| When I ran a cloud provider, we used a hardware security module on storage systems which had public/private key pair which could be used to decrypt the header on the disk which contained a copy of the symmetric cipher key. Each header had the symmetric cipher key encrypted with multiple different public keys, including a fallback whose private key only existed in on paper in a vault. Each system could reach out to other storage systems to ask them to use their private key to decrypt the header (for example if their hardware security module had failed), but in some configurations this would require an operator to intervene to enter in passphrase to unlock the hardware security module to authorize the action.
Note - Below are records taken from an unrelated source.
//! # Validation Errors
//!
//! Errors raised while constructing domain primitives from untrusted input.
//! Each variant carries the rejected input so that callers can report it
//! without re-parsing.

use thiserror::Error;

/// Validation errors for identifier newtypes and status values.
#[derive(Error, Debug, Clone, PartialEq, Eq)]
pub enum ValidationError {
    /// The input is not a well-formed UUID.
    #[error("invalid {kind} identifier: \"{value}\" (expected a UUID)")]
    InvalidIdentifier {
        /// Which identifier was being parsed (e.g. "pull request").
        kind: &'static str,
        /// The rejected input.
        value: String,
    },

    /// A status value was empty or whitespace only.
    #[error("status value must not be empty")]
    EmptyStatus,
}
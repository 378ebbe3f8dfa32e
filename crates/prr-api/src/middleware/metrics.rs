//! # Prometheus Metrics
//!
//! Request metrics recorded through the `metrics` facade and exported in
//! Prometheus text format by `metrics-exporter-prometheus`.
//!
//! | Metric                               | Kind      | Labels                   |
//! |--------------------------------------|-----------|--------------------------|
//! | `prr_http_requests_total`            | counter   | `method`, `path`, `status` |
//! | `prr_http_errors_total`              | counter   | `method`, `path`, `status` |
//! | `prr_http_request_duration_seconds`  | histogram | `method`, `path`         |
//! | `prr_pull_requests_created_total`    | counter   |                          |
//! | `prr_pull_requests_merged_total`     | counter   |                          |
//!
//! `path` is the matched route template, never the raw URI, so label
//! cardinality stays bounded. Without an installed recorder every call is a
//! no-op.

use std::time::{Duration, Instant};

use axum::extract::{MatchedPath, Request, State};
use axum::http::{header, Method, StatusCode};
use axum::middleware::Next;
use axum::response::{IntoResponse, Response};
use axum::routing::get;
use axum::Router;
use metrics_exporter_prometheus::{BuildError, Matcher, PrometheusBuilder, PrometheusHandle};

pub const REQUESTS_TOTAL: &str = "prr_http_requests_total";
pub const ERRORS_TOTAL: &str = "prr_http_errors_total";
pub const REQUEST_DURATION: &str = "prr_http_request_duration_seconds";
pub const PULL_REQUESTS_CREATED: &str = "prr_pull_requests_created_total";
pub const PULL_REQUESTS_MERGED: &str = "prr_pull_requests_merged_total";

const DURATION_BUCKETS: &[f64] = &[0.005, 0.01, 0.025, 0.05, 0.1, 0.25, 0.5, 1.0, 2.5, 5.0];

const CONTENT_TYPE: &str = "text/plain; version=0.0.4; charset=utf-8";

/// Exporter builder with the latency buckets applied.
pub fn builder() -> Result<PrometheusBuilder, BuildError> {
    PrometheusBuilder::new()
        .set_buckets_for_metric(Matcher::Full(REQUEST_DURATION.to_string()), DURATION_BUCKETS)
}

/// Install the process-wide recorder. Fails if one is already installed.
pub fn install() -> Result<PrometheusHandle, BuildError> {
    let handle = builder()?.install_recorder()?;
    describe();
    Ok(handle)
}

fn describe() {
    metrics::describe_counter!(REQUESTS_TOTAL, "Total number of HTTP requests.");
    metrics::describe_counter!(ERRORS_TOTAL, "HTTP responses with a 4xx or 5xx status.");
    metrics::describe_histogram!(
        REQUEST_DURATION,
        metrics::Unit::Seconds,
        "HTTP request latency."
    );
    metrics::describe_counter!(PULL_REQUESTS_CREATED, "Pull requests created.");
    metrics::describe_counter!(PULL_REQUESTS_MERGED, "Pull requests moved to MERGED.");
}

/// Middleware that records one request.
pub async fn metrics_middleware(request: Request, next: Next) -> Response {
    let method = request.method().clone();
    let path = request
        .extensions()
        .get::<MatchedPath>()
        .map(|matched| matched.as_str().to_owned())
        .unwrap_or_else(|| "unmatched".to_owned());

    let start = Instant::now();
    let response = next.run(request).await;

    record_request(&method, &path, response.status(), start.elapsed());
    response
}

/// Record a finished request against the current recorder.
pub fn record_request(method: &Method, path: &str, status: StatusCode, elapsed: Duration) {
    let method = method.as_str().to_owned();
    let path = path.to_owned();
    let status_label = status.as_u16().to_string();

    metrics::counter!(
        REQUESTS_TOTAL,
        "method" => method.clone(),
        "path" => path.clone(),
        "status" => status_label.clone()
    )
    .increment(1);

    if status.is_client_error() || status.is_server_error() {
        metrics::counter!(
            ERRORS_TOTAL,
            "method" => method.clone(),
            "path" => path.clone(),
            "status" => status_label
        )
        .increment(1);
    }

    metrics::histogram!(REQUEST_DURATION, "method" => method, "path" => path)
        .record(elapsed.as_secs_f64());
}

pub fn pull_request_created() {
    metrics::counter!(PULL_REQUESTS_CREATED).increment(1);
}

pub fn pull_request_merged() {
    metrics::counter!(PULL_REQUESTS_MERGED).increment(1);
}

/// Router serving `GET /metrics` from `handle`.
pub fn router(handle: PrometheusHandle) -> Router {
    Router::new()
        .route("/metrics", get(render))
        .with_state(handle)
}

/// GET /metrics
async fn render(State(handle): State<PrometheusHandle>) -> Response {
    (
        StatusCode::OK,
        [(header::CONTENT_TYPE, CONTENT_TYPE)],
        handle.render(),
    )
        .into_response()
}
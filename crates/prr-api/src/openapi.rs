//! # OpenAPI Specification Assembly
//!
//! Collects the utoipa-documented routes into one OpenAPI document served
//! at `/openapi.json`.

use axum::routing::get;
use axum::{Json, Router};
use utoipa::OpenApi;

use crate::state::AppState;

/// Assembled OpenAPI spec for the API surface.
#[derive(OpenApi)]
#[openapi(
    info(
        title = "Pull Request Merge API",
        version = "0.1.0",
        description = "Transactional pull request merging over PostgreSQL or an in-memory store.",
        license(name = "MIT")
    ),
    paths(
        crate::routes::pull_requests::create_pull_request,
        crate::routes::pull_requests::merge_pull_request,
    ),
    components(schemas(
        crate::routes::pull_requests::CreatePullRequestRequest,
        crate::routes::pull_requests::CreatePullRequestResponse,
        crate::routes::pull_requests::MergePullRequestRequest,
        crate::routes::pull_requests::MergePullRequestResponse,
        crate::routes::pull_requests::PullRequestView,
        crate::error::ErrorBody,
        crate::error::ErrorDetail,
    )),
    tags((name = "pull-requests", description = "Pull request lifecycle"))
)]
pub struct ApiDoc;

/// Router serving the OpenAPI document.
pub fn router() -> Router<AppState> {
    Router::new().route("/openapi.json", get(openapi_json))
}

async fn openapi_json() -> Json<utoipa::openapi::OpenApi> {
    Json(ApiDoc::openapi())
}
//! # Panic Recovery
//!
//! Turns a panicking handler into a `500 INTERNAL_ERROR` JSON response
//! instead of a dropped connection. The panic message is logged, never
//! returned.

use std::any::Any;

use axum::response::{IntoResponse, Response};
use tower_http::catch_panic::CatchPanicLayer;

use crate::error::AppError;

type PanicHandler = fn(Box<dyn Any + Send + 'static>) -> Response;

/// Build the `CatchPanicLayer` for the API.
pub fn layer() -> CatchPanicLayer<PanicHandler> {
    CatchPanicLayer::custom(handle_panic as PanicHandler)
}

fn handle_panic(err: Box<dyn Any + Send + 'static>) -> Response {
    let detail = if let Some(message) = err.downcast_ref::<String>() {
        message.clone()
    } else if let Some(message) = err.downcast_ref::<&str>() {
        (*message).to_string()
    } else {
        "unknown panic payload".to_string()
    };
    AppError::internal(format!("handler panicked: {detail}")).into_response()
}
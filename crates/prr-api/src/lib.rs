//! # prr-api: Pull Request Merge Service
//!
//! HTTP transport over the `prr-merge` workflows, with a PostgreSQL backend
//! and an in-memory fallback.
//!
//! ## API Surface
//!
//! | Route                            | Module                      | Purpose                |
//! |----------------------------------|-----------------------------|------------------------|
//! | `POST /api/v1/pullRequest/create` | [`routes::pull_requests`]  | Create a pull request  |
//! | `POST /api/v1/pullRequest/merge` | [`routes::pull_requests`]   | Merge a pull request   |
//! | `GET /openapi.json`              | [`openapi`]                 | OpenAPI document       |
//! | `GET /metrics`                   | [`middleware::metrics`]     | Prometheus scrape      |
//! | `GET /health/liveness`           | this module                 | Liveness check         |
//! | `GET /health/readiness`          | this module                 | Readiness check        |
//!
//! ## Status Mapping
//!
//! | Outcome                  | HTTP | Code             |
//! |--------------------------|------|------------------|
//! | created                  | 201  |                  |
//! | merged / already merged  | 200  |                  |
//! | malformed body           | 400  | `BAD_REQUEST`    |
//! | pull request exists      | 400  | `PR_EXISTS`      |
//! | pull request not found   | 404  | `NOT_FOUND`      |
//! | failed validation        | 422  | `BAD_REQUEST`    |
//! | store failure or panic   | 500  | `INTERNAL_ERROR` |

pub mod config;
pub mod db;
pub mod error;
pub mod extractors;
pub mod middleware;
pub mod openapi;
pub mod routes;
pub mod state;

use std::time::Duration;

use axum::extract::State;
use axum::http::StatusCode;
use axum::middleware::from_fn;
use axum::routing::get;
use axum::Router;

use crate::state::AppState;

const READINESS_TIMEOUT: Duration = Duration::from_secs(5);

/// Assemble the application router with all routes and middleware.
///
/// Health checks and `/metrics` are mounted outside the trace and metrics
/// layers so scrape and health traffic does not flood the request log.
pub fn app(state: AppState) -> Router {
    let metrics = state.metrics.clone();

    let api = Router::new()
        .nest("/api/v1", routes::pull_requests::router())
        .merge(openapi::router())
        .layer(middleware::panic::layer())
        .layer(from_fn(middleware::metrics::metrics_middleware))
        .layer(middleware::tracing_layer::layer())
        .with_state(state.clone());

    let health = Router::new()
        .route("/health/liveness", get(liveness))
        .route("/health/readiness", get(readiness))
        .with_state(state);

    let mut app = Router::new().merge(health).merge(api);
    if let Some(handle) = metrics {
        app = app.merge(middleware::metrics::router(handle));
    }
    app
}

/// Liveness: 200 while the process is running.
async fn liveness() -> &'static str {
    "ok"
}

/// Readiness: 200 once the store answers. With PostgreSQL the pool
/// must complete `SELECT 1` within five seconds.
async fn readiness(State(state): State<AppState>) -> (StatusCode, &'static str) {
    let Some(pool) = &state.pool else {
        return (StatusCode::OK, "ready");
    };

    match tokio::time::timeout(READINESS_TIMEOUT, sqlx::query("SELECT 1").execute(pool)).await {
        Ok(Ok(_)) => (StatusCode::OK, "ready"),
        Ok(Err(e)) => {
            tracing::warn!(error = %e, "readiness check failed");
            (StatusCode::SERVICE_UNAVAILABLE, "database unavailable")
        }
        Err(_) => {
            tracing::warn!("readiness check timed out");
            (StatusCode::SERVICE_UNAVAILABLE, "database unavailable")
        }
    }
}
This means that: 1. The symmetric cipher key could always be recovered, even from paper backup 2. Having physical access to a disk or any set of disks did not allow you to read the data 3. Having physical access to a disk and a hardware security module did not allow you to read the disk (unless you knew the passphrase, which was always present, and user set) 4. Having physical access to disks, servers, and hardware security module may not allow you to read the data (in the more secure configuration where passphrases were not cached on disk -- but this meant that rebooting required an operator to manually enter the password at boot) 5. The set of valid public keys could be changed frequently (this was indeed automated and only the set of currently active hardware security modules could decrypt the current disk header) Of course you could always short circuit this by making a copy of the symmetric key when you did have access (e.g., `dmsetup table --showkeys`) but without putting some more hardware in the fast/hot path that was unavoidable. The symmetric key could not easily be changed, without rewriting the entire disk (though since it was a storage system designed to accommodate multiple failures, this wasn't that hard, but we didn't do it automatically) The hardware security modules we used were FIPS 140-2 validated and physically connected to the racks (though it would be possible to cut them away). It would also be possible to spy on the APDUs sent to the modules to capture the decrypted data, since there was not mutual authentication (it was in the works though). |
This is the level of redundancy/backups/processes the large cloud providers have. It's not just "hey is this encrypted" – it's "what happens, how do you retire a drive, are the modules FIPS 140-2 compliant, how do we physically secure our HSMs?" etc
It's just so much more than "hey Digital Ocean is 50% cheaper"
AWS's egress bandwidth charges still feel criminal though.